**Task prompt**. Should a line below contain the word "http", report it.
Start of Exercise material
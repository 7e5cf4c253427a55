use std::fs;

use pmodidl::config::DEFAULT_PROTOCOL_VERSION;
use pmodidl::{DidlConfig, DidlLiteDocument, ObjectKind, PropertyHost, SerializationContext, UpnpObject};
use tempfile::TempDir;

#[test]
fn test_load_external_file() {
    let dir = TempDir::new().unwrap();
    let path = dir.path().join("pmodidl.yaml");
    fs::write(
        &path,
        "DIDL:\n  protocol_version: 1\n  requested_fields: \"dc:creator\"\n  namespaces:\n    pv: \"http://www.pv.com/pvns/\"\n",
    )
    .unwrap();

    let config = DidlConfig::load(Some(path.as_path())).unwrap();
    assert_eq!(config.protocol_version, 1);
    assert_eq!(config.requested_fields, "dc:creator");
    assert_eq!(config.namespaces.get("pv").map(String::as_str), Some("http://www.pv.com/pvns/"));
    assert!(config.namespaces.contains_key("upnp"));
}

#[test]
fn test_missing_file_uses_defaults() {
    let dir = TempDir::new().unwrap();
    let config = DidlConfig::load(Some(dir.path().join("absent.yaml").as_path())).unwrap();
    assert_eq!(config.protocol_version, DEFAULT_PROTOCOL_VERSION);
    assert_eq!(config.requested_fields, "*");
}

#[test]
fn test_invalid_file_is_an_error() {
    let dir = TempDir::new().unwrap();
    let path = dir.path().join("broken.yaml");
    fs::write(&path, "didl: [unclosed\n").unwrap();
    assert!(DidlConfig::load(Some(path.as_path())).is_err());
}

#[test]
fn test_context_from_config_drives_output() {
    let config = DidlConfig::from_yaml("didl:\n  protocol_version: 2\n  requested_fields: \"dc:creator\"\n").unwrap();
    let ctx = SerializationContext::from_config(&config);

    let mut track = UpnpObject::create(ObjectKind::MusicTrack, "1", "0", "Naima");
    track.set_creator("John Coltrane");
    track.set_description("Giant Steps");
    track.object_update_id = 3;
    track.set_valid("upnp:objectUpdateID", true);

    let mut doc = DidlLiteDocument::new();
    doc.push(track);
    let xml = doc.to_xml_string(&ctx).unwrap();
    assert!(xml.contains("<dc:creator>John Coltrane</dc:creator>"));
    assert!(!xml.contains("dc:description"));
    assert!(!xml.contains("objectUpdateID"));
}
End of Exercise material
Start of Exercise material
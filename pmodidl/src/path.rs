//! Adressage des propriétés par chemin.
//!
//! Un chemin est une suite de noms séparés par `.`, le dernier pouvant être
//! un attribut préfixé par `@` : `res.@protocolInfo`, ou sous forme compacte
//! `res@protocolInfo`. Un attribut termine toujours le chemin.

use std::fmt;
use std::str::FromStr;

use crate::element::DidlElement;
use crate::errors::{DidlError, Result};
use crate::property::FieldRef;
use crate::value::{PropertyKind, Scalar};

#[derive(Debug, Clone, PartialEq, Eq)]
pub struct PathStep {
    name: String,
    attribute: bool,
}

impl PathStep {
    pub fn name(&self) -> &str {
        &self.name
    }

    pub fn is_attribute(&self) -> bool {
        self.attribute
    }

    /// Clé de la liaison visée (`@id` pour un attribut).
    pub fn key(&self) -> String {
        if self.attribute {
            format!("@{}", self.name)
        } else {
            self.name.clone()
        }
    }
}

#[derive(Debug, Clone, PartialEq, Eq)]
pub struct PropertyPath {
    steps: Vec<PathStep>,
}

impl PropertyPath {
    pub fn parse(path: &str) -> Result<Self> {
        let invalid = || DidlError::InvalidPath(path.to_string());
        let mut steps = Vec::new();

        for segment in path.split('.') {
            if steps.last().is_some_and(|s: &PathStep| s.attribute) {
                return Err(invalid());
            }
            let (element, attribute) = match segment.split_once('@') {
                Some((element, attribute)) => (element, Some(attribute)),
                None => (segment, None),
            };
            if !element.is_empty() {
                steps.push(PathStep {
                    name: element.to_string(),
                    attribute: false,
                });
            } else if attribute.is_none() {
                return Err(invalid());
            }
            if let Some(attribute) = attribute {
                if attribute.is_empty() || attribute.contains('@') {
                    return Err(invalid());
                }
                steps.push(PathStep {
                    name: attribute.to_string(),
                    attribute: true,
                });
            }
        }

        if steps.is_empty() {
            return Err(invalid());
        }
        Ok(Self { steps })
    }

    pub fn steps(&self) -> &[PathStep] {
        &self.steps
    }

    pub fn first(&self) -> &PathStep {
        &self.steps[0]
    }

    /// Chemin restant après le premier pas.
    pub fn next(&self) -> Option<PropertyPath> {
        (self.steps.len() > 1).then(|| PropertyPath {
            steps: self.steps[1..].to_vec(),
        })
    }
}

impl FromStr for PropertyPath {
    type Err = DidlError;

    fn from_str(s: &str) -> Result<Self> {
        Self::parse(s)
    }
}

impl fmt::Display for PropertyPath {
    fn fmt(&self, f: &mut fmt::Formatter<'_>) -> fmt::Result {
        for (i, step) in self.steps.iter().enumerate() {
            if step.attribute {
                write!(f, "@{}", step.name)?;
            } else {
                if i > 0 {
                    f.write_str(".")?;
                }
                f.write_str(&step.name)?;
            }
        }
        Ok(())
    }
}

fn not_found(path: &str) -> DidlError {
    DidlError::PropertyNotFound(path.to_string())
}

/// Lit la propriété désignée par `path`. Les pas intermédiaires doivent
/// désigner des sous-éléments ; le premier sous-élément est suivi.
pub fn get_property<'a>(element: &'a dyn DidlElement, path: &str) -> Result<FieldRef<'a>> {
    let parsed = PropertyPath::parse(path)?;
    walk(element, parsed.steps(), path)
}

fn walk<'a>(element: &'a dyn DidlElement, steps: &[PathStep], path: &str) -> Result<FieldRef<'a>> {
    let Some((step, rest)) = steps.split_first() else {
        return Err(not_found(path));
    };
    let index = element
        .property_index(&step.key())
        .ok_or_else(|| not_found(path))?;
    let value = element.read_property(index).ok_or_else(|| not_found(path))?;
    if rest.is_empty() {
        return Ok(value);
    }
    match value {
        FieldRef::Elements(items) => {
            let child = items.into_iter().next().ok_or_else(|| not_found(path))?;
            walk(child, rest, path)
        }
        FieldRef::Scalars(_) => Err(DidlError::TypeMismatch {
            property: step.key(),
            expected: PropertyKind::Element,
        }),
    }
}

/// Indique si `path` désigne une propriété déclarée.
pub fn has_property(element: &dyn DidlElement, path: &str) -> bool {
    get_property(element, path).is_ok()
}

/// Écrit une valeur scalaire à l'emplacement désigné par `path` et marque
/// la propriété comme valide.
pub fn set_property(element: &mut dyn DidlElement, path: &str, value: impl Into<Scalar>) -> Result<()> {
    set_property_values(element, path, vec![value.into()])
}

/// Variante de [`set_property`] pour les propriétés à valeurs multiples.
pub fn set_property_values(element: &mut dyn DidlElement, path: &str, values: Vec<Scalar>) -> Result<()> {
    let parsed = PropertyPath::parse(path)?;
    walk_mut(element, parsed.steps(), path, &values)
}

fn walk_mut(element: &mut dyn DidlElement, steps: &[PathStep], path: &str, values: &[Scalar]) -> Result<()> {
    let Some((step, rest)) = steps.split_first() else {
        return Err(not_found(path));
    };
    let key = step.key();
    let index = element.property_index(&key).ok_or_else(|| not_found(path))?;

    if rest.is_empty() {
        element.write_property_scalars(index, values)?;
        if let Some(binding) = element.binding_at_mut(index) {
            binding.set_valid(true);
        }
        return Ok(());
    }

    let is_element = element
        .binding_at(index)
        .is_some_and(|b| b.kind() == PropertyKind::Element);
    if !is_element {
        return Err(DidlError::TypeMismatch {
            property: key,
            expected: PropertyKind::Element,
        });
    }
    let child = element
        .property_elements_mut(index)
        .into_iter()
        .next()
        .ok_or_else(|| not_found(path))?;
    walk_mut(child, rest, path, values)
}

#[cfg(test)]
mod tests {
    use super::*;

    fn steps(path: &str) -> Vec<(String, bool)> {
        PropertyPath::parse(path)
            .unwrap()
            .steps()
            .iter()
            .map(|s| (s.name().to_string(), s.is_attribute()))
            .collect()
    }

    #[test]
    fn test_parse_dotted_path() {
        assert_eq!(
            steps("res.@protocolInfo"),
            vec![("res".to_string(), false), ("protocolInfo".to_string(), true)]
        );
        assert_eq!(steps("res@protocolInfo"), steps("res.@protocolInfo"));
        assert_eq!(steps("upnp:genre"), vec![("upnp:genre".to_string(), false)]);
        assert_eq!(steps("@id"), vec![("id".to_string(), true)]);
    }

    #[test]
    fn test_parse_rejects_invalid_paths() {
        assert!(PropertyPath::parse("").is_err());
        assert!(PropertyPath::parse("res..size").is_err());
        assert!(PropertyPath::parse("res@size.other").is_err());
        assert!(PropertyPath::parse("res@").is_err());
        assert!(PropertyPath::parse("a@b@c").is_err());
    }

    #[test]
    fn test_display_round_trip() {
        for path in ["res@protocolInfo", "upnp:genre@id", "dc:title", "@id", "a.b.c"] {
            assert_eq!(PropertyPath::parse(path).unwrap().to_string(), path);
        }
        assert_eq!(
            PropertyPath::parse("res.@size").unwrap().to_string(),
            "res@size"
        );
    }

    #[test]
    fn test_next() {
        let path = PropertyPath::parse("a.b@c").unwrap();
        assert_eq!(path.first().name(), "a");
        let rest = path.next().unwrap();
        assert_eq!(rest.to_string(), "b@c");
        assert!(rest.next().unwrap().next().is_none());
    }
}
End of Exercise material
**The completed task**.
        "DIDL:\n  protocol_version: 1\n  requested_fields: \"dc:creator\"\n  namespaces:\n    pv: \"http://www.pv.com/pvns/\"\n",
    assert_eq!(config.namespaces.get("pv").map(String::as_str), Some("http://www.pv.com/pvns/"));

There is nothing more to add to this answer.